One young man seems impatient, eager to get back to his life outside the hospital where he’s been sent. But for every four things he says that sound perfectly true, perfectly reasonable, he drops in one that stuns. “You can call Bernie Sanders and he’ll explain the situation,” he suddenly announces. “I’m not lying and I have no disorders in my head.” When he’s told that he will not be discharged, he notes, “My political party’s going to wipe out psychiatrists.”

12 Days studies the hearings that anyone involuntarily institutionalized in a mental hospital in France is entitled to after 12 days of treatment. Depardon’s cameras, unobtrusive, show us the patients usually in a mid close-up, most of them trying to project calmness and certainty. By the end of their interviews, however, many are swallowing back outrage. They have lives to get back to, jobs and kids and cats. Occasionally, Depardon cuts to the judge, who invariably responds with a practiced calm certainty, speaking with the dispassionate voice of the state. “You’re excused, sir,” one woman says, after she has explained an appeals process to an increasingly agitated young man. “Have a nice day,” he snaps back. And, “Thank you for your abuse of power.”

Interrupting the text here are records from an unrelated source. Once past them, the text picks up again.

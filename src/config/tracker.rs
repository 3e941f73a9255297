// src/config/tracker.rs
//! Tracker configuration: which tickers to poll, how often, where to write,
//! and which scorer to use. Loaded from TOML with env overrides.

use anyhow::{anyhow, bail, Context, Result};
use serde::Deserialize;
use std::collections::HashMap;
use std::fs;
use std::path::{Path, PathBuf};

pub const ENV_CONFIG_PATH: &str = "TRACKER_CONFIG_PATH";
pub const ENV_TICKERS: &str = "TRACKER_TICKERS";
pub const ENV_INTERVAL_SECS: &str = "TRACKER_INTERVAL_SECS";
pub const ENV_DATA_ROOT: &str = "TRACKER_DATA_ROOT";
pub const DEFAULT_CONFIG_PATH: &str = "config/tracker.toml";

/// NewsAPI caps `pageSize` at 100.
const MAX_PAGE_SIZE: usize = 100;

fn default_data_root() -> PathBuf {
    PathBuf::from("data/processed/sentiment")
}
fn default_interval_secs() -> u64 {
    3600
}
fn default_page_size() -> usize {
    20
}
fn default_tickers() -> Vec<String> {
    ["AAPL", "TSLA", "AMZN", "NVDA"]
        .iter()
        .map(|s| s.to_string())
        .collect()
}
fn default_aliases() -> HashMap<String, String> {
    [
        ("AAPL", "Apple Inc"),
        ("TSLA", "Tesla"),
        ("AMZN", "Amazon"),
        ("NVDA", "Nvidia"),
    ]
    .iter()
    .map(|(k, v)| (k.to_string(), v.to_string()))
    .collect()
}

#[derive(Debug, Clone, Deserialize)]
#[serde(default)]
pub struct NewsApiConfig {
    pub endpoint: String,
    pub language: String,
    pub sort_by: String,
    pub timeout_secs: u64,
}

impl Default for NewsApiConfig {
    fn default() -> Self {
        Self {
            endpoint: "https://newsapi.org/v2/everything".into(),
            language: "en".into(),
            sort_by: "publishedAt".into(),
            timeout_secs: 20,
        }
    }
}

#[derive(Debug, Clone, Copy, PartialEq, Eq, Deserialize)]
#[serde(rename_all = "lowercase")]
pub enum ScorerKind {
    /// Built-in lexicon model, no network.
    Lexicon,
    /// Hosted transformer model (FinBERT by default).
    Inference,
}

#[derive(Debug, Clone, Deserialize)]
#[serde(default)]
pub struct ScorerConfig {
    pub kind: ScorerKind,
    pub model_id: String,
    pub endpoint: String,
    pub batch_size: usize,
    /// "auto" | "cpu" | "mps". Forwarded to the model host; not interpreted here.
    pub device: String,
    /// Per-request timeout for the hosted model (cold starts can be slow).
    pub timeout_secs: u64,
}

impl Default for ScorerConfig {
    fn default() -> Self {
        Self {
            kind: ScorerKind::Lexicon,
            model_id: "yiyanghkust/finbert-tone".into(),
            endpoint: "https://api-inference.huggingface.co/models".into(),
            batch_size: 16,
            device: "auto".into(),
            timeout_secs: 60,
        }
    }
}

#[derive(Debug, Clone, Deserialize)]
pub struct TrackerConfig {
    #[serde(default = "default_data_root")]
    pub data_root: PathBuf,
    #[serde(default = "default_interval_secs")]
    pub interval_secs: u64,
    #[serde(default = "default_page_size")]
    pub page_size: usize,
    #[serde(default = "default_tickers")]
    pub tickers: Vec<String>,
    /// Full-name alias per ticker, OR-ed into the news query.
    #[serde(default = "default_aliases")]
    pub aliases: HashMap<String, String>,
    #[serde(default)]
    pub newsapi: NewsApiConfig,
    #[serde(default)]
    pub scorer: ScorerConfig,
}

impl Default for TrackerConfig {
    fn default() -> Self {
        Self {
            data_root: default_data_root(),
            interval_secs: default_interval_secs(),
            page_size: default_page_size(),
            tickers: default_tickers(),
            aliases: default_aliases(),
            newsapi: NewsApiConfig::default(),
            scorer: ScorerConfig::default(),
        }
    }
}

impl TrackerConfig {
    /// Load from an explicit TOML path, then validate.
    pub fn load_from(path: &Path) -> Result<Self> {
        let content = fs::read_to_string(path)
            .with_context(|| format!("reading tracker config from {}", path.display()))?;
        let cfg: TrackerConfig = toml::from_str(&content)
            .with_context(|| format!("parsing tracker config {}", path.display()))?;
        cfg.validated()
    }

    /// Load using env var + fallbacks:
    /// 1) $TRACKER_CONFIG_PATH
    /// 2) config/tracker.toml
    /// 3) built-in defaults
    ///
    /// Env overrides (`TRACKER_TICKERS`, `TRACKER_INTERVAL_SECS`,
    /// `TRACKER_DATA_ROOT`) are applied on top.
    pub fn load_default() -> Result<Self> {
        let base = if let Ok(p) = std::env::var(ENV_CONFIG_PATH) {
            let pb = PathBuf::from(p);
            if !pb.exists() {
                return Err(anyhow!("{ENV_CONFIG_PATH} points to non-existent path"));
            }
            Self::load_from(&pb)?
        } else {
            let p = PathBuf::from(DEFAULT_CONFIG_PATH);
            if p.exists() {
                Self::load_from(&p)?
            } else {
                Self::default()
            }
        };
        base.with_env_overrides()?.validated()
    }

    fn with_env_overrides(mut self) -> Result<Self> {
        if let Ok(raw) = std::env::var(ENV_TICKERS) {
            self.tickers = raw.split(',').map(|s| s.to_string()).collect();
        }
        if let Ok(raw) = std::env::var(ENV_INTERVAL_SECS) {
            self.interval_secs = raw
                .trim()
                .parse()
                .with_context(|| format!("{ENV_INTERVAL_SECS} must be an integer, got {raw:?}"))?;
        }
        if let Ok(raw) = std::env::var(ENV_DATA_ROOT) {
            if !raw.trim().is_empty() {
                self.data_root = PathBuf::from(raw.trim());
            }
        }
        Ok(self)
    }

    /// Normalize tickers (trim, upper-case, dedup in order) and sanity-check
    /// the numeric knobs.
    pub fn validated(mut self) -> Result<Self> {
        let mut seen = std::collections::HashSet::new();
        self.tickers = self
            .tickers
            .iter()
            .map(|t| t.trim().to_ascii_uppercase())
            .filter(|t| !t.is_empty() && seen.insert(t.clone()))
            .collect();
        if self.tickers.is_empty() {
            bail!("at least one ticker must be configured");
        }
        self.aliases = self
            .aliases
            .into_iter()
            .map(|(k, v)| (k.trim().to_ascii_uppercase(), v))
            .collect();
        if self.interval_secs == 0 {
            bail!("interval_secs must be >= 1");
        }
        self.page_size = self.page_size.clamp(1, MAX_PAGE_SIZE);
        if self.scorer.batch_size == 0 {
            bail!("scorer.batch_size must be >= 1");
        }
        if self.scorer.timeout_secs == 0 {
            bail!("scorer.timeout_secs must be >= 1");
        }
        Ok(self)
    }

    pub fn interval(&self) -> std::time::Duration {
        std::time::Duration::from_secs(self.interval_secs)
    }
}
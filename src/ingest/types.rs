// src/ingest/types.rs
use serde::{Deserialize, Serialize};

/// One ingested headline, already mapped into the canonical schema.
///
/// Every field is a plain `String` so that nothing is ever null on disk;
/// adapters fill gaps with [`NewsRecord::with_defaults`].
#[derive(Debug, Clone, Serialize, Deserialize, PartialEq, Eq)]
pub struct NewsRecord {
    pub id: String,
    pub source: String,     // adapter tag, e.g. "newsapi"
    pub ticker: String,
    pub text: String,       // title + description, unnormalized
    pub created_at: String, // RFC 3339, as reported by the source
    pub fetched_at: String, // RFC 3339, when we retrieved it
    pub author: String,
    pub url: String,
    pub lang: String,
}

impl NewsRecord {
    /// Record with every optional field at its typed default.
    /// `id` is a fresh UUID; `created_at`/`fetched_at` both equal `fetched_at`.
    pub fn with_defaults(source: &str, ticker: &str, fetched_at: &str) -> Self {
        Self {
            id: uuid::Uuid::new_v4().to_string(),
            source: source.to_string(),
            ticker: ticker.to_string(),
            text: String::new(),
            created_at: fetched_at.to_string(),
            fetched_at: fetched_at.to_string(),
            author: String::new(),
            url: String::new(),
            lang: "en".to_string(),
        }
    }
}

/// Why a ticker produced nothing this cycle.
#[derive(Debug, Clone, PartialEq, Eq)]
pub enum EmptyReason {
    /// The source answered, but had no articles.
    NoArticles,
    /// Transient failure (network, status, payload); already logged.
    Failed(String),
}

/// Per-ticker result of one fetch. Failures are data, not errors.
#[derive(Debug, Clone, PartialEq, Eq)]
pub enum TickerFetch {
    Records(Vec<NewsRecord>),
    Empty(EmptyReason),
}

impl TickerFetch {
    pub fn from_records(records: Vec<NewsRecord>) -> Self {
        if records.is_empty() {
            TickerFetch::Empty(EmptyReason::NoArticles)
        } else {
            TickerFetch::Records(records)
        }
    }

    pub fn failed(reason: impl Into<String>) -> Self {
        TickerFetch::Empty(EmptyReason::Failed(reason.into()))
    }

    pub fn is_empty(&self) -> bool {
        matches!(self, TickerFetch::Empty(_))
    }

    pub fn len(&self) -> usize {
        match self {
            TickerFetch::Records(v) => v.len(),
            TickerFetch::Empty(_) => 0,
        }
    }

    pub fn into_records(self) -> Vec<NewsRecord> {
        match self {
            TickerFetch::Records(v) => v,
            TickerFetch::Empty(_) => Vec::new(),
        }
    }
}

/// Errors raised by news adapters.
///
/// Only `MissingApiKey` ever escapes an adapter; the transient variants are
/// folded into [`TickerFetch::Empty`] by [`NewsSource::fetch`].
#[derive(Debug, thiserror::Error)]
pub enum IngestError {
    #[error("{0} not set")]
    MissingApiKey(&'static str),
    #[error("http request failed: {0}")]
    Http(#[from] reqwest::Error),
    #[error("unexpected status {status}: {body}")]
    Status { status: u16, body: String },
    #[error("malformed payload: {0}")]
    Decode(String),
}

#[async_trait::async_trait]
pub trait NewsSource: Send + Sync {
    /// Fetch up to `page_size` articles for `ticker`. Never returns an error;
    /// transient failures are reported as `TickerFetch::Empty(Failed)`.
    async fn fetch(&self, ticker: &str, page_size: usize) -> TickerFetch;
    fn name(&self) -> &'static str;
}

Not all the patients strive to appear untroubled. Some speak harrowing truths. “I constantly hear the electric chair’s voice,” one says. Another, a young woman, reports that she has been raped by multiple men. “I hurt myself to blot out that boy’s energy rather than feel his sexual energy inside me,” she says, of one rapist in particular. The judge nods, sympathetic but unable to return this patient to the world: She’s made some progress in the hospital, and why risk that with an early discharge?

The choices the state faces sometimes seem impossible. Is keeping a young mother institutionalized going to relieve a distress that is only compounded by being kept from her children? The judges’ decisions seem preordained by the patients’ files, by the reports of the doctors — “all scum!” rages one young man who demands an outside opinion. Like many people with some power in a bureaucracy, the judges emphasize their powerlessness, the grinding logic of the system. “I’m not a psychiatrist,” the judges say, again and again, in between questions chosen to tease out whether each patient understands the need for ongoing treatment, even if as an outpatient. Some of the patients have a hard time admitting that they’d still need help on the outside, a reluctance that they don’t seem to realize is damning them to more time in. When a patient who seems fully competent suddenly flashes some anger or exclaims something baldly irrational, the tension of these interviews actually dissipates a little. Now it’s clear what the judge probably should do.

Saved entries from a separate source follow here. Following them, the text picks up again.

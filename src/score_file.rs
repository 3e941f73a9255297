// src/score_file.rs
//! One-shot scoring of a tabular file: read `.csv`/`.json`/`.jsonl`, score a
//! text column, write `.csv`/`.parquet`/`.jsonl` with the class columns added.

use std::fs::{self, File};
use std::io::{BufRead, BufReader, BufWriter, Write};
use std::path::Path;
use std::sync::Arc;

use anyhow::{anyhow, bail, Context, Result};
use arrow_array::{ArrayRef, Float64Array, RecordBatch, StringArray};
use arrow_schema::{DataType, Field, Schema};
use parquet::arrow::ArrowWriter;
use serde_json::{Map, Value};

use crate::ingest::normalize_text;
use crate::sentiment::{SentimentScorer, SentimentScores};

pub const SCORE_COLUMNS: [&str; 4] = ["label", "score_positive", "score_neutral", "score_negative"];

/// Untyped rows; every cell is text or null.
#[derive(Debug, Clone, Default, PartialEq)]
pub struct Table {
    pub columns: Vec<String>,
    pub rows: Vec<Vec<Option<String>>>,
}

impl Table {
    pub fn column_index(&self, name: &str) -> Option<usize> {
        self.columns.iter().position(|c| c == name)
    }
}

fn extension(path: &Path) -> String {
    path.extension()
        .and_then(|e| e.to_str())
        .unwrap_or_default()
        .to_ascii_lowercase()
}

pub fn read_table(path: &Path) -> Result<Table> {
    if !path.exists() {
        bail!(
            "Input file not found: {}. Create it or check the path.",
            path.display()
        );
    }
    match extension(path).as_str() {
        "csv" => read_csv(path),
        "jsonl" => read_json_values(read_jsonl(path)?),
        // a .json file may hold either an array or one object per line
        "json" => {
            let raw = fs::read_to_string(path)
                .with_context(|| format!("reading {}", path.display()))?;
            match serde_json::from_str::<Vec<Value>>(&raw) {
                Ok(v) => read_json_values(v),
                Err(_) => read_json_values(read_jsonl(path)?),
            }
        }
        other => bail!("Unsupported file type: .{other}"),
    }
}

fn read_csv(path: &Path) -> Result<Table> {
    let mut rdr = csv::Reader::from_path(path).with_context(|| format!("opening {}", path.display()))?;
    let columns: Vec<String> = rdr.headers()?.iter().map(|h| h.to_string()).collect();
    let mut rows = Vec::new();
    for rec in rdr.records() {
        let rec = rec.with_context(|| format!("reading {}", path.display()))?;
        let mut row: Vec<Option<String>> = rec.iter().map(|c| Some(c.to_string())).collect();
        row.resize(columns.len(), None);
        rows.push(row);
    }
    Ok(Table { columns, rows })
}

fn read_jsonl(path: &Path) -> Result<Vec<Value>> {
    let f = File::open(path).with_context(|| format!("opening {}", path.display()))?;
    let mut out = Vec::new();
    for (i, line) in BufReader::new(f).lines().enumerate() {
        let line = line?;
        if line.trim().is_empty() {
            continue;
        }
        let v: Value = serde_json::from_str(&line)
            .with_context(|| format!("{}:{}: invalid json", path.display(), i + 1))?;
        out.push(v);
    }
    Ok(out)
}

fn read_json_values(values: Vec<Value>) -> Result<Table> {
    let mut columns: Vec<String> = Vec::new();
    let mut objects = Vec::with_capacity(values.len());
    for v in values {
        let Value::Object(obj) = v else {
            bail!("expected one JSON object per row");
        };
        for k in obj.keys() {
            if !columns.contains(k) {
                columns.push(k.clone());
            }
        }
        objects.push(obj);
    }
    let rows = objects
        .iter()
        .map(|obj| {
            columns
                .iter()
                .map(|c| match obj.get(c) {
                    None | Some(Value::Null) => None,
                    Some(Value::String(s)) => Some(s.clone()),
                    Some(other) => Some(other.to_string()),
                })
                .collect()
        })
        .collect();
    Ok(Table { columns, rows })
}

/// Score `text_col` of every row. Nulls score as "".
pub async fn score_table(
    table: &Table,
    text_col: &str,
    scorer: &dyn SentimentScorer,
) -> Result<Vec<SentimentScores>> {
    let idx = table
        .column_index(text_col)
        .ok_or_else(|| anyhow!("Column '{text_col}' not found"))?;
    let texts: Vec<String> = table
        .rows
        .iter()
        .map(|r| {
            let raw = r.get(idx).cloned().flatten().unwrap_or_default();
            if scorer.wants_clean_input() {
                normalize_text(&raw)
            } else {
                raw
            }
        })
        .collect();
    let scores = scorer.score(&texts).await?;
    if scores.len() != texts.len() {
        bail!("scorer returned {} results for {} rows", scores.len(), texts.len());
    }
    Ok(scores)
}

fn label_upper(s: &SentimentScores) -> String {
    s.label.as_str().to_ascii_uppercase()
}

pub fn write_scored(path: &Path, table: &Table, scores: &[SentimentScores]) -> Result<()> {
    if let Some(parent) = path.parent().filter(|p| !p.as_os_str().is_empty()) {
        fs::create_dir_all(parent).with_context(|| format!("creating {}", parent.display()))?;
    }
    match extension(path).as_str() {
        "csv" => write_csv(path, table, scores),
        "jsonl" => write_jsonl(path, table, scores),
        "parquet" => write_parquet(path, table, scores),
        other => bail!("Unsupported output type: .{other}"),
    }
}

fn write_csv(path: &Path, table: &Table, scores: &[SentimentScores]) -> Result<()> {
    let mut w = csv::Writer::from_path(path).with_context(|| format!("creating {}", path.display()))?;
    let header: Vec<&str> = table
        .columns
        .iter()
        .map(String::as_str)
        .chain(SCORE_COLUMNS)
        .collect();
    w.write_record(&header)?;
    for (row, s) in table.rows.iter().zip(scores) {
        let mut rec: Vec<String> = row.iter().map(|c| c.clone().unwrap_or_default()).collect();
        rec.push(label_upper(s));
        rec.extend([s.pos, s.neu, s.neg].iter().map(|x| x.to_string()));
        w.write_record(&rec)?;
    }
    w.flush()?;
    Ok(())
}

fn write_jsonl(path: &Path, table: &Table, scores: &[SentimentScores]) -> Result<()> {
    let f = File::create(path).with_context(|| format!("creating {}", path.display()))?;
    let mut w = BufWriter::new(f);
    for (row, s) in table.rows.iter().zip(scores) {
        let mut obj = Map::new();
        for (c, v) in table.columns.iter().zip(row) {
            obj.insert(c.clone(), v.clone().map(Value::String).unwrap_or(Value::Null));
        }
        obj.insert("label".into(), Value::String(label_upper(s)));
        obj.insert("score_positive".into(), s.pos.into());
        obj.insert("score_neutral".into(), s.neu.into());
        obj.insert("score_negative".into(), s.neg.into());
        serde_json::to_writer(&mut w, &Value::Object(obj))?;
        w.write_all(b"\n")?;
    }
    w.flush()?;
    Ok(())
}

fn write_parquet(path: &Path, table: &Table, scores: &[SentimentScores]) -> Result<()> {
    let mut fields: Vec<Field> = table
        .columns
        .iter()
        .map(|c| Field::new(c, DataType::Utf8, true))
        .collect();
    fields.push(Field::new("label", DataType::Utf8, false));
    for c in &SCORE_COLUMNS[1..] {
        fields.push(Field::new(*c, DataType::Float64, false));
    }

    let mut columns: Vec<ArrayRef> = (0..table.columns.len())
        .map(|i| {
            Arc::new(StringArray::from(
                table
                    .rows
                    .iter()
                    .map(|r| r.get(i).cloned().flatten())
                    .collect::<Vec<Option<String>>>(),
            )) as ArrayRef
        })
        .collect();
    columns.push(Arc::new(StringArray::from(
        scores.iter().map(label_upper).collect::<Vec<_>>(),
    )));
    columns.push(Arc::new(Float64Array::from(scores.iter().map(|s| s.pos).collect::<Vec<_>>())));
    columns.push(Arc::new(Float64Array::from(scores.iter().map(|s| s.neu).collect::<Vec<_>>())));
    columns.push(Arc::new(Float64Array::from(scores.iter().map(|s| s.neg).collect::<Vec<_>>())));

    let batch = RecordBatch::try_new(Arc::new(Schema::new(fields)), columns)
        .context("building scored file batch")?;
    let file = File::create(path).with_context(|| format!("creating {}", path.display()))?;
    let mut writer = ArrowWriter::try_new(file, batch.schema(), None)
        .with_context(|| format!("opening parquet writer {}", path.display()))?;
    writer.write(&batch)?;
    writer.close()?;
    Ok(())
}

/// Read `input`, score `text_col`, write `output`. Returns the row count.
pub async fn score_file(
    input: &Path,
    output: &Path,
    text_col: &str,
    scorer: &dyn SentimentScorer,
) -> Result<usize> {
    let table = read_table(input)?;
    if table.column_index(text_col).is_none() {
        bail!("Column '{text_col}' not found in: {}", input.display());
    }
    let scores = score_table(&table, text_col, scorer).await?;
    write_scored(output, &table, &scores)?;
    tracing::info!(
        rows = table.rows.len(),
        input = %input.display(),
        output = %output.display(),
        "scored file"
    );
    Ok(table.rows.len())
}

Probably. Should. These choices inevitably are guesses. One interview that seems to go well, with the patient discussing his job search and exhibiting awareness of how treating his schizophrenia will help improve his chances of success in life, concludes with a judge promising to study the patient’s file and get back with an answer in a couple of hours. We never hear the outcome; the film’s revelation is the difficulty of the question.

Throughout I grappled, sick to my stomach, not just with whether these patients should be released but with questions of privacy and consent. Do they all understand the forms that they have signed allowing these worst minutes of their lives to be shown to the world? At one point, convinced I had no moral right to bear witness to the particularly painful interview on the screen, I wandered away for five minutes, something I have never done with a film I am reviewing. And yet I cannot condemn or dismiss this study, one of the most revealing films about mental health — and mental health bureaucracies — ever made.

12 Days screens at 7:30 p.m. on Tuesday, March 20, at the Aero Theatre on a double bill with Depardon's France.